[Collected data]

=== Section Start ===

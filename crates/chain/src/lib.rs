//! Execution environment and batched multicall executor.
//!
//! This crate provides:
//! - A word-oriented calldata codec (selector + 32-byte argument words)
//! - The [`World`] execution environment: account registry, selector
//!   dispatch, storage slots, oracle price board, snapshot rollback
//! - The batched multicall executor with per-call success policy and
//!   self-context helper dispatch
//!
//! Atomicity within a transaction is provided here, by snapshotting and
//! restoring the world, not by the contracts themselves.

pub mod abi;
mod executor;
mod world;

pub use executor::{
    batch_calls, BatchBuilder, BatchError, Call, CallKind, CallOutcome, HelperCall,
};
pub use world::{sel, CallContext, ContractLogic, StorageSlot, World};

=== Section End ===

- **THE TASK**: Reproduce the entries above exactly, but only the lines between the line holding "batched multicall executor." and the line holding "board, snapshot rollback", inclusive.

- **RESULT OF THE EXERCISE**:
//! Execution environment and batched multicall executor.
//!
//! This crate provides:
//! - A word-oriented calldata codec (selector + 32-byte argument words)
//! - The [`World`] execution environment: account registry, selector
//!   dispatch, storage slots, oracle price board, snapshot rollback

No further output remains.